» **Exercise instructions**: Your reply should hold only the lines from the records below where "ChatTurn" occurs.

(Records from a data source)
*** Block opens ***

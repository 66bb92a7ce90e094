pub mod annotation_client;
pub mod csv_sink;
pub mod human_input;
pub mod prompt_builder;
pub mod response_parser;

pub use annotation_client::{AnnotationClient, CallOutcome};
pub use csv_sink::AnnotationSink;
pub use human_input::{AutoReply, HumanInput, StdinInput};
pub use prompt_builder::BatchPromptBuilder;
pub use response_parser::{parse_response, ParsedFragment};
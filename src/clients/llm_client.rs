//! LLM 传输层
//!
//! 核心逻辑只依赖 [`ModelTransport`]，具体的 HTTP 客户端在启动时构建一次并显式传入。
//!
//! ## 技术栈
//! - 使用 `async-openai` crate 进行 API 调用
//! - Gemini 通过其 OpenAI 兼容端点接入

use async_openai::{
    config::OpenAIConfig,
    error::OpenAIError,
    types::chat::{
        ChatCompletionRequestAssistantMessageArgs, ChatCompletionRequestMessage,
        ChatCompletionRequestSystemMessageArgs, ChatCompletionRequestUserMessageArgs,
        CreateChatCompletionRequestArgs,
    },
    Client,
};
use async_trait::async_trait;
use std::time::Duration;
use thiserror::Error;
use tracing::{debug, warn};

use crate::config::Config;
use crate::models::TokenUsage;

/// 消息角色
#[derive(Debug, Clone, Copy, PartialEq, Eq)]
pub enum ChatRole {
    System,
    User,
    Assistant,
}

/// 请求中的一条消息
#[derive(Debug, Clone, PartialEq, Eq)]
pub struct ChatTurn {
    pub role: ChatRole,
    pub content: String,
}

/// 一次模型请求
#[derive(Debug, Clone, Default, PartialEq, Eq)]
pub struct ChatRequest {
    pub messages: Vec<ChatTurn>,
}

impl ChatRequest {
    /// 只含一条用户消息的请求
    pub fn user(content: impl Into<String>) -> Self {
        Self::default().push(ChatRole::User, content)
    }

    pub fn push(mut self, role: ChatRole, content: impl Into<String>) -> Self {
        self.messages.push(ChatTurn {
            role,
            content: content.into(),
        });
        self
    }

    /// 最后一条消息的内容
    pub fn last_content(&self) -> &str {
        self.messages.last().map(|m| m.content.as_str()).unwrap_or_default()
    }
}

/// 模型回复
#[derive(Debug, Clone, PartialEq, Eq)]
pub struct ModelReply {
    pub text: String,
    pub usage: Option<TokenUsage>,
}

impl ModelReply {
    pub fn text(text: impl Into<String>) -> Self {
        Self {
            text: text.into(),
            usage: None,
        }
    }
}

/// 传输层错误
#[derive(Debug, Clone, Error, PartialEq, Eq)]
pub enum TransportError {
    /// 服务端暂时不可用（过载、5xx、网络中断）
    #[error("服务暂时不可用: {0}")]
    ServiceUnavailable(String),
    /// 调用超时
    #[error("调用超时 ({0:?})")]
    Timeout(Duration),
    /// 请求被拒绝（凭证、权限、请求格式）
    #[error("请求被拒绝: {0}")]
    Rejected(String),
}

impl TransportError {
    /// 是否为可重试的暂时性失败
    pub fn is_transient(&self) -> bool {
        matches!(
            self,
            TransportError::ServiceUnavailable(_) | TransportError::Timeout(_)
        )
    }
}

/// 模型调用边界
#[async_trait]
pub trait ModelTransport: Send + Sync {
    /// 模型名称（用于日志和错误信息）
    fn model_name(&self) -> &str;

    /// 发送一次请求，返回完整回复
    async fn complete(&self, request: ChatRequest) -> Result<ModelReply, TransportError>;
}

/// 基于 OpenAI 兼容接口的传输实现
pub struct OpenAiTransport {
    client: Client<OpenAIConfig>,
    model_name: String,
    timeout: Duration,
}

impl OpenAiTransport {
    /// 创建新的传输实例
    pub fn new(config: &Config) -> Self {
        let openai_config = OpenAIConfig::new()
            .with_api_key(&config.llm_api_key)
            .with_api_base(&config.llm_api_base_url);

        Self {
            client: Client::with_config(openai_config),
            model_name: config.llm_model_name.clone(),
            timeout: config.request_timeout(),
        }
    }

    fn build_messages(
        request: ChatRequest,
    ) -> Result<Vec<ChatCompletionRequestMessage>, OpenAIError> {
        let mut messages = Vec::with_capacity(request.messages.len());
        for turn in request.messages {
            let message = match turn.role {
                ChatRole::System => ChatCompletionRequestMessage::System(
                    ChatCompletionRequestSystemMessageArgs::default()
                        .content(turn.content)
                        .build()?,
                ),
                ChatRole::User => ChatCompletionRequestMessage::User(
                    ChatCompletionRequestUserMessageArgs::default()
                        .content(turn.content)
                        .build()?,
                ),
                ChatRole::Assistant => ChatCompletionRequestMessage::Assistant(
                    ChatCompletionRequestAssistantMessageArgs::default()
                        .content(turn.content)
                        .build()?,
                ),
            };
            messages.push(message);
        }
        Ok(messages)
    }
}

#[async_trait]
impl ModelTransport for OpenAiTransport {
    fn model_name(&self) -> &str {
        &self.model_name
    }

    async fn complete(&self, request: ChatRequest) -> Result<ModelReply, TransportError> {
        debug!("调用 LLM API，模型: {}", self.model_name);
        debug!("消息数: {}, 最后一条长度: {} 字符", request.messages.len(), request.last_content().len());

        let messages = Self::build_messages(request).map_err(classify)?;
        let request = CreateChatCompletionRequestArgs::default()
            .model(&self.model_name)
            .messages(messages)
            .build()
            .map_err(classify)?;

        let response = tokio::time::timeout(self.timeout, self.client.chat().create(request))
            .await
            .map_err(|_| {
                warn!("LLM API 调用超时 ({:?})", self.timeout);
                TransportError::Timeout(self.timeout)
            })?
            .map_err(|e| {
                warn!("LLM API 调用失败: {}", e);
                classify(e)
            })?;

        debug!("LLM API 调用成功");

        let usage = response.usage.as_ref().map(|u| TokenUsage {
            prompt_tokens: u.prompt_tokens,
            completion_tokens: u.completion_tokens,
        });

        // 空内容视为服务端异常，按暂时性失败处理
        let text = response
            .choices
            .into_iter()
            .next()
            .and_then(|choice| choice.message.content)
            .ok_or_else(|| TransportError::ServiceUnavailable("LLM 返回内容为空".to_string()))?;

        Ok(ModelReply { text, usage })
    }
}

/// 把 async-openai 的错误归类为传输层错误
fn classify(err: OpenAIError) -> TransportError {
    match err {
        OpenAIError::ApiError(api) => classify_api_message(&api.to_string()),
        OpenAIError::InvalidArgument(message) => TransportError::Rejected(message),
        other => TransportError::ServiceUnavailable(other.to_string()),
    }
}

const REJECTION_MARKERS: [&str; 7] = [
    "api key",
    "api_key",
    "unauthorized",
    "permission",
    "invalid_argument",
    "invalid argument",
    "not found",
];

fn classify_api_message(message: &str) -> TransportError {
    let lower = message.to_lowercase();
    if REJECTION_MARKERS.iter().any(|marker| lower.contains(marker)) {
        TransportError::Rejected(message.to_string())
    } else {
        TransportError::ServiceUnavailable(message.to_string())
    }
}
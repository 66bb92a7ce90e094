//! 单批日记处理流程 - 流程层
//!
//! 流程顺序：
//! 1. 构建提示词
//! 2. 调用模型
//! 3. 成功 → 按分隔线切分并逐段解析；暂时性失败 → 整批填充默认结果
//!
//! 输出长度始终等于输入长度：片段不足时补默认结果，片段过多时截断

use tracing::{debug, info, warn};

use crate::error::AppResult;
use crate::models::AnnotationResult;
use crate::services::response_parser::{clean_fragment, parse_response};
use crate::services::{AnnotationClient, BatchPromptBuilder, CallOutcome};

/// 结果是如何得到的
#[derive(Debug, Clone, Copy, PartialEq, Eq)]
pub enum BatchOutcome {
    /// 片段数与日记数一致
    Annotated,
    /// 调用失败，整批使用默认结果
    DefaultFilled,
    /// 片段数不一致，已补齐或截断
    Realigned { fragments: usize },
}

/// 单批处理结果
#[derive(Debug, Clone)]
pub struct BatchResult {
    pub results: Vec<AnnotationResult>,
    pub outcome: BatchOutcome,
}

/// 单批日记处理器
///
/// 不持有任何持久状态，只依赖客户端与提示词构建器
pub struct BatchProcessor {
    client: AnnotationClient,
    builder: BatchPromptBuilder,
}

impl BatchProcessor {
    pub fn new(client: AnnotationClient, builder: BatchPromptBuilder) -> Self {
        Self { client, builder }
    }

    /// 处理一批日记，返回与输入等长、同序的结果
    pub async fn process<S: AsRef<str>>(&self, batch: &[S]) -> AppResult<BatchResult> {
        let (payload, delimiter) = self.builder.build(batch);
        if delimiter != self.builder.delimiter() {
            info!("日记中出现分隔线，本批改用 {}", delimiter);
        }

        let reply = match self.client.send(&payload).await? {
            CallOutcome::Reply(text) => text,
            CallOutcome::TransientFailure(reason) => {
                warn!("本批 {} 篇日记使用默认结果: {}", batch.len(), reason);
                return Ok(BatchResult {
                    results: default_results(batch.len()),
                    outcome: BatchOutcome::DefaultFilled,
                });
            }
        };

        debug!("批次 API 回传内容：{}", reply);
        Ok(split_and_parse(&reply, &delimiter, batch.len()))
    }
}

/// 按分隔线切分回复并逐段解析，再把结果对齐到 `expected` 条
///
/// 去掉代码围栏后为空的片段不计数
pub fn split_and_parse(reply: &str, delimiter: &str, expected: usize) -> BatchResult {
    let mut results: Vec<AnnotationResult> = reply
        .split(delimiter)
        .filter(|part| !clean_fragment(part).is_empty())
        .map(parse_response)
        .collect();

    let fragments = results.len();
    let outcome = if fragments == expected {
        BatchOutcome::Annotated
    } else {
        warn!(
            "回复片段数 {} 与日记数 {} 不一致，已{}",
            fragments,
            expected,
            if fragments < expected { "补齐默认结果" } else { "截断多余片段" }
        );
        results.resize_with(expected, AnnotationResult::empty);
        BatchOutcome::Realigned { fragments }
    };

    BatchResult { results, outcome }
}

fn default_results(len: usize) -> Vec<AnnotationResult> {
    (0..len).map(|_| AnnotationResult::empty()).collect()
}
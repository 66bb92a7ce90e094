//! 网络搜索客户端
//!
//! 供 `web_surfer` 参与者查询最新资料

use async_trait::async_trait;
use serde::Deserialize;
use thiserror::Error;
use tracing::debug;

/// 一条搜索结果
#[derive(Debug, Clone, PartialEq, Eq)]
pub struct SearchHit {
    pub title: String,
    pub snippet: String,
    pub url: String,
}

#[derive(Debug, Error)]
pub enum SearchError {
    #[error("搜索请求失败: {0}")]
    Request(#[from] reqwest::Error),
    #[error("搜索服务返回状态码 {0}")]
    Status(u16),
}

#[async_trait]
pub trait WebSearch: Send + Sync {
    async fn search(&self, query: &str) -> Result<Vec<SearchHit>, SearchError>;
}

const DUCKDUCKGO_ENDPOINT: &str = "https://api.duckduckgo.com/";

/// DuckDuckGo Instant Answer API
pub struct DuckDuckGoSearch {
    http: reqwest::Client,
    endpoint: String,
    max_hits: usize,
}

impl DuckDuckGoSearch {
    pub fn new() -> Self {
        Self::with_endpoint(DUCKDUCKGO_ENDPOINT)
    }

    pub fn with_endpoint(endpoint: impl Into<String>) -> Self {
        Self {
            http: reqwest::Client::new(),
            endpoint: endpoint.into(),
            max_hits: 5,
        }
    }
}

impl Default for DuckDuckGoSearch {
    fn default() -> Self {
        Self::new()
    }
}

#[derive(Debug, Default, Deserialize)]
#[serde(rename_all = "PascalCase", default)]
struct InstantAnswer {
    heading: String,
    abstract_text: String,
    #[serde(rename = "AbstractURL")]
    abstract_url: String,
    related_topics: Vec<RelatedTopic>,
}

#[derive(Debug, Deserialize)]
#[serde(untagged)]
enum RelatedTopic {
    Topic {
        #[serde(rename = "Text")]
        text: String,
        #[serde(rename = "FirstURL")]
        first_url: String,
    },
    Group {
        #[serde(rename = "Topics")]
        topics: Vec<RelatedTopic>,
    },
}

impl InstantAnswer {
    fn into_hits(self, max_hits: usize) -> Vec<SearchHit> {
        let mut hits = Vec::new();
        if !self.abstract_text.is_empty() {
            hits.push(SearchHit {
                title: self.heading,
                snippet: self.abstract_text,
                url: self.abstract_url,
            });
        }
        let mut stack: Vec<RelatedTopic> = self.related_topics.into_iter().rev().collect();
        while let Some(topic) = stack.pop() {
            if hits.len() >= max_hits {
                break;
            }
            match topic {
                RelatedTopic::Topic { text, first_url } => hits.push(SearchHit {
                    title: text.split(" - ").next().unwrap_or_default().to_string(),
                    snippet: text,
                    url: first_url,
                }),
                RelatedTopic::Group { topics } => stack.extend(topics.into_iter().rev()),
            }
        }
        hits.truncate(max_hits);
        hits
    }
}

#[async_trait]
impl WebSearch for DuckDuckGoSearch {
    async fn search(&self, query: &str) -> Result<Vec<SearchHit>, SearchError> {
        debug!("网络搜索: {}", query);
        let response = self
            .http
            .get(&self.endpoint)
            .query(&[
                ("q", query),
                ("format", "json"),
                ("no_html", "1"),
                ("skip_disambig", "1"),
            ])
            .send()
            .await?;

        if !response.status().is_success() {
            return Err(SearchError::Status(response.status().as_u16()));
        }

        let answer: InstantAnswer = response.json().await?;
        Ok(answer.into_hits(self.max_hits))
    }
}

/// 把搜索结果整理成可放进提示词的文本
pub fn format_hits(hits: &[SearchHit]) -> String {
    if hits.is_empty() {
        return "（没有找到相关结果）".to_string();
    }
    hits.iter()
        .enumerate()
        .map(|(i, hit)| format!("{}. {}: {} ({})", i + 1, hit.title, hit.snippet, hit.url))
        .collect::<Vec<_>>()
        .join("\n")
}
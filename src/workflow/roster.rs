//! 参与者名单
//!
//! 名单在构建时确定顺序，即发言顺序；会话期间不增删成员

use std::sync::Arc;

use crate::clients::{ModelTransport, WebSearch};
use crate::services::HumanInput;
use crate::workflow::participants::{
    AssistantParticipant, Participant, UserProxyParticipant, WebSurferParticipant,
};

pub const DATA_AGENT: &str = "data_agent";
pub const WEB_SURFER: &str = "web_surfer";
pub const ASSISTANT: &str = "assistant";
pub const USER_PROXY: &str = "user_proxy";

const DATA_AGENT_SYSTEM_MESSAGE: &str = "你是一位資料分析專家，負責分析待辦事項的截止時間、重要性與狀態，排定優先順序，確保重要且緊急的任務被優先完成。";
const ASSISTANT_SYSTEM_MESSAGE: &str = "你是一位樂於助人的助理，負責綜合團隊的分析與搜尋結果，提供最佳執行策略，幫助使用者更高效完成待辦事項。";

/// 一个块使用的参与者名单
pub struct AgentRoster {
    participants: Vec<Box<dyn Participant>>,
}

impl AgentRoster {
    /// 按固定顺序组建名单：资料分析 → 网络搜索 → 通用助理 → 人工代理
    pub fn build(
        transport: Arc<dyn ModelTransport>,
        search: Arc<dyn WebSearch>,
        human: Arc<dyn HumanInput>,
    ) -> Self {
        let participants: Vec<Box<dyn Participant>> = vec![
            Box::new(AssistantParticipant::new(
                DATA_AGENT,
                DATA_AGENT_SYSTEM_MESSAGE,
                transport.clone(),
            )),
            Box::new(WebSurferParticipant::new(WEB_SURFER, transport.clone(), search)),
            Box::new(AssistantParticipant::new(
                ASSISTANT,
                ASSISTANT_SYSTEM_MESSAGE,
                transport,
            )),
            Box::new(UserProxyParticipant::new(USER_PROXY, human)),
        ];
        Self::from_participants(participants)
    }

    /// 使用自定义参与者组建名单
    pub fn from_participants(participants: Vec<Box<dyn Participant>>) -> Self {
        Self { participants }
    }

    pub fn len(&self) -> usize {
        self.participants.len()
    }

    pub fn is_empty(&self) -> bool {
        self.participants.is_empty()
    }

    pub fn names(&self) -> Vec<&str> {
        self.participants.iter().map(|p| p.name()).collect()
    }

    /// 第 `turn_index` 轮的发言者
    pub(crate) fn speaker(&mut self, turn_index: usize) -> Option<&mut Box<dyn Participant>> {
        let len = self.participants.len();
        if len == 0 {
            return None;
        }
        self.participants.get_mut(turn_index % len)
    }
}

/// 为每个块组建名单
///
/// 只共享不可变的客户端句柄，每个块得到一份独立的名单
#[derive(Clone)]
pub struct RosterFactory {
    transport: Arc<dyn ModelTransport>,
    search: Arc<dyn WebSearch>,
    human: Arc<dyn HumanInput>,
}

impl RosterFactory {
    pub fn new(
        transport: Arc<dyn ModelTransport>,
        search: Arc<dyn WebSearch>,
        human: Arc<dyn HumanInput>,
    ) -> Self {
        Self {
            transport,
            search,
            human,
        }
    }

    pub fn build(&self) -> AgentRoster {
        AgentRoster::build(
            self.transport.clone(),
            self.search.clone(),
            self.human.clone(),
        )
    }
}
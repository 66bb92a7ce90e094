//! 人工输入 - 业务能力层
//!
//! `user_proxy` 参与者通过它获取人类的回复；回复中包含终止词即可结束会话

use async_trait::async_trait;
use std::sync::Arc;
use tokio::io::{AsyncBufReadExt, AsyncWriteExt, BufReader, Stdin};
use tokio::sync::Mutex;

use crate::error::AppResult;

#[async_trait]
pub trait HumanInput: Send + Sync {
    /// 展示提示并等待一行回复
    async fn ask(&self, prompt: &str) -> AppResult<String>;
}

/// 从终端读取
///
/// 多个会话并发运行时共用同一个终端，提问与读取在锁内完成，避免输出交错
#[derive(Clone)]
pub struct StdinInput {
    reader: Arc<Mutex<BufReader<Stdin>>>,
}

impl StdinInput {
    pub fn new() -> Self {
        Self {
            reader: Arc::new(Mutex::new(BufReader::new(tokio::io::stdin()))),
        }
    }
}

impl Default for StdinInput {
    fn default() -> Self {
        Self::new()
    }
}

#[async_trait]
impl HumanInput for StdinInput {
    async fn ask(&self, prompt: &str) -> AppResult<String> {
        let mut reader = self.reader.lock().await;
        let mut stdout = tokio::io::stdout();
        stdout.write_all(prompt.as_bytes()).await?;
        stdout.write_all("\n> ".as_bytes()).await?;
        stdout.flush().await?;

        let mut line = String::new();
        reader.read_line(&mut line).await?;
        Ok(line.trim().to_string())
    }
}

/// 固定回复，用于无人值守运行
#[derive(Debug, Clone)]
pub struct AutoReply {
    reply: String,
}

impl AutoReply {
    pub fn new(reply: impl Into<String>) -> Self {
        Self {
            reply: reply.into(),
        }
    }
}

#[async_trait]
impl HumanInput for AutoReply {
    async fn ask(&self, _prompt: &str) -> AppResult<String> {
        Ok(self.reply.clone())
    }
}
/// 日志工具模块
///
/// 提供日志初始化和格式化输出的辅助函数
use tracing::info;
use tracing_subscriber::EnvFilter;

/// 初始化日志
///
/// 优先使用 `RUST_LOG`；否则默认 `info`，`verbose` 时为 `debug`
///
/// # 参数
/// - `verbose`: 是否显示详细日志
pub fn init(verbose: bool) {
    let default_level = if verbose { "debug" } else { "info" };
    let filter =
        EnvFilter::try_from_default_env().unwrap_or_else(|_| EnvFilter::new(default_level));
    let _ = tracing_subscriber::fmt()
        .with_env_filter(filter)
        .with_target(false)
        .try_init();
}

/// 记录程序启动信息
///
/// # 参数
/// - `mode`: 运行模式名称
/// - `model`: 模型名称
pub fn log_startup(mode: &str, model: &str) {
    info!("{}", "=".repeat(60));
    info!("🚀 程序启动 - {}", mode);
    info!("🤖 模型: {}", model);
    info!(
        "🕒 启动时间: {}",
        chrono::Local::now().format("%Y-%m-%d %H:%M:%S")
    );
    info!("{}", "=".repeat(60));
}

/// 记录批次开始信息
///
/// # 参数
/// - `batch_num`: 批次编号
/// - `total_batches`: 批次总数
/// - `start`: 起始日记编号
/// - `end`: 结束日记编号
/// - `total`: 日记总数
pub fn log_batch_start(
    batch_num: usize,
    total_batches: usize,
    start: usize,
    end: usize,
    total: usize,
) {
    info!("📦 开始处理第 {}/{} 批", batch_num, total_batches);
    info!("📄 本批日记: {}-{} / 共 {} 篇", start, end, total);
}

/// 记录批次完成信息
///
/// # 参数
/// - `processed`: 已处理的日记数
/// - `total`: 日记总数
pub fn log_batch_complete(processed: usize, total: usize) {
    info!("已處理 {} 筆 / {}", processed, total);
}

/// 记录待办事项分块信息
///
/// # 参数
/// - `rows`: 待办事项总数
/// - `chunks`: 块数
/// - `chunk_size`: 每块最多行数
pub fn log_chunks_loaded(rows: usize, chunks: usize, chunk_size: usize) {
    info!("✓ 找到 {} 筆待辦事項", rows);
    info!("📋 分為 {} 塊並行處理（每塊最多 {} 筆）", chunks, chunk_size);
}

/// 打印最终统计信息
///
/// # 参数
/// - `title`: 统计标题
/// - `lines`: （名称, 数值）列表
/// - `output_path`: 结果文件路径
pub fn print_final_stats(title: &str, lines: &[(&str, usize)], output_path: &str) {
    info!("{}", "=".repeat(60));
    info!("📊 {}", title);
    info!(
        "完成时间: {}",
        chrono::Local::now().format("%Y-%m-%d %H:%M:%S")
    );
    info!("{}", "=".repeat(60));
    for (label, value) in lines {
        info!("{}: {}", label, value);
    }
    info!("{}", "=".repeat(60));
    info!("最终结果已写入：{}", output_path);
}

/// 截断长文本用于日志显示
///
/// # 参数
/// - `text`: 原文
/// - `max_len`: 最多保留的字符数
///
/// # 返回
/// 超长时返回截断后加 `...` 的文本
pub fn truncate_text(text: &str, max_len: usize) -> String {
    if text.chars().count() > max_len {
        text.chars().take(max_len).collect::<String>() + "..."
    } else {
        text.to_string()
    }
}
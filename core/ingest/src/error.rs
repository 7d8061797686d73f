//! FILENAME: core/ingest/src/error.rs

use thiserror::Error;

#[derive(Error, Debug)]
pub enum IngestError {
    #[error("IO error: {0}")]
    Io(#[from] std::io::Error),

    #[error("Spreadsheet read error: {0}")]
    Spreadsheet(#[from] calamine::Error),

    #[error("Delimited text error: {0}")]
    Csv(#[from] csv::Error),

    #[error("JSON error: {0}")]
    Json(#[from] serde_json::Error),

    #[error("Invalid file content: {0}")]
    InvalidFormat(String),

    #[error("Unsupported file type: {0}")]
    Unsupported(String),
}
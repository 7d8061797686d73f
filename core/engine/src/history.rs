//! FILENAME: core/engine/src/history.rs
//! PURPOSE: Linear undo/redo history of CleaningState snapshots.
//! CONTEXT: One history lifetime per cleaning run. A fresh edit discards the
//! redo branch; this is plain editor undo semantics, not a DAG of edits.

use crate::cleaning::CleaningState;
use std::collections::VecDeque;
use std::mem;

/// Navigable, branch-discarding history over whole-state snapshots.
///
/// `past` holds older states (most recent last), `present` is the current
/// state, `future` holds undone states (most recent undo first). `present`
/// is always defined once constructed.
#[derive(Debug, Clone)]
pub struct History {
    past: Vec<CleaningState>,
    present: CleaningState,
    future: VecDeque<CleaningState>,
}

impl History {
    /// Start a new history for a completed cleaning run. Any prior history
    /// is discarded by the caller dropping its old instance.
    pub fn new(initial: CleaningState) -> Self {
        History {
            past: Vec::new(),
            present: initial,
            future: VecDeque::new(),
        }
    }

    pub fn present(&self) -> &CleaningState {
        &self.present
    }

    /// Install a new present state. The old present moves to `past` and the
    /// redo branch is invalidated.
    pub fn apply_edit(&mut self, next: CleaningState) {
        let previous = mem::replace(&mut self.present, next);
        self.past.push(previous);
        self.future.clear();
    }

    /// Step back one snapshot. No-op (returns false) when there is nothing
    /// to undo; safe to call unconditionally.
    pub fn undo(&mut self) -> bool {
        match self.past.pop() {
            Some(previous) => {
                let current = mem::replace(&mut self.present, previous);
                self.future.push_front(current);
                true
            }
            None => false,
        }
    }

    /// Step forward one snapshot. No-op (returns false) when there is
    /// nothing to redo.
    pub fn redo(&mut self) -> bool {
        match self.future.pop_front() {
            Some(next) => {
                let current = mem::replace(&mut self.present, next);
                self.past.push(current);
                true
            }
            None => false,
        }
    }

    pub fn can_undo(&self) -> bool {
        !self.past.is_empty()
    }

    pub fn can_redo(&self) -> bool {
        !self.future.is_empty()
    }

    /// Current stack sizes (for diagnostics).
    pub fn depth(&self) -> (usize, usize) {
        (self.past.len(), self.future.len())
    }
}

#[cfg(test)]
mod tests {
    use super::*;
    use crate::cleaning::ChangeLog;
    use crate::dataset::{Dataset, Record, Value};

    fn row(id: f64) -> Record {
        [("id".to_string(), Value::Number(id))].into_iter().collect()
    }

    fn run_with_removed(kept: &[f64], removed: &[f64]) -> History {
        let cleaned = Dataset::new(
            vec!["id".to_string()],
            kept.iter().map(|id| row(*id)).collect(),
        );
        let log = ChangeLog::new(
            format!("Removed {} rows", removed.len()),
            removed
                .iter()
                .map(|id| (row(*id), "bad row".to_string()))
                .collect(),
        );
        History::new(CleaningState::new(cleaned, log.removed_rows))
    }

    #[test]
    fn fresh_history_has_no_undo_or_redo() {
        let history = run_with_removed(&[1.0, 2.0], &[3.0]);
        assert!(!history.can_undo());
        assert!(!history.can_redo());
    }

    #[test]
    fn undo_then_redo_is_identity_at_any_depth() {
        let mut history = run_with_removed(&[1.0], &[2.0, 3.0, 4.0]);

        for id in [1, 2, 3] {
            let next = history.present().restore(id).unwrap();
            history.apply_edit(next);
        }

        let before = history.present().clone();
        assert!(history.undo());
        assert!(history.undo());
        assert!(history.redo());
        assert!(history.redo());
        assert_eq!(*history.present(), before);
    }

    #[test]
    fn apply_edit_discards_redo_branch() {
        let mut history = run_with_removed(&[1.0], &[2.0, 3.0]);

        let first = history.present().restore(1).unwrap();
        history.apply_edit(first);
        assert!(history.undo());
        assert!(history.can_redo());

        // A fresh edit after undo invalidates the redo branch for good.
        let second = history.present().restore(2).unwrap();
        history.apply_edit(second);
        assert!(!history.can_redo());
        assert!(!history.redo());
        assert_eq!(history.depth(), (1, 0));
    }

    #[test]
    fn undo_and_redo_on_empty_stacks_are_noops() {
        let mut history = run_with_removed(&[1.0], &[]);
        let before = history.present().clone();
        assert!(!history.undo());
        assert!(!history.redo());
        assert_eq!(*history.present(), before);
    }

    #[test]
    fn row_count_is_conserved_across_edits() {
        let mut history = run_with_removed(&[1.0, 2.0], &[3.0, 4.0]);
        let total = history.present().total_rows();

        let next = history.present().restore(1).unwrap();
        history.apply_edit(next);
        assert_eq!(history.present().total_rows(), total);

        history.undo();
        assert_eq!(history.present().total_rows(), total);

        history.redo();
        assert_eq!(history.present().total_rows(), total);
    }
}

*** Block closes ***

» **Output of the exercise**:
pub struct ChatTurn {
    pub messages: Vec<ChatTurn>,
        self.messages.push(ChatTurn {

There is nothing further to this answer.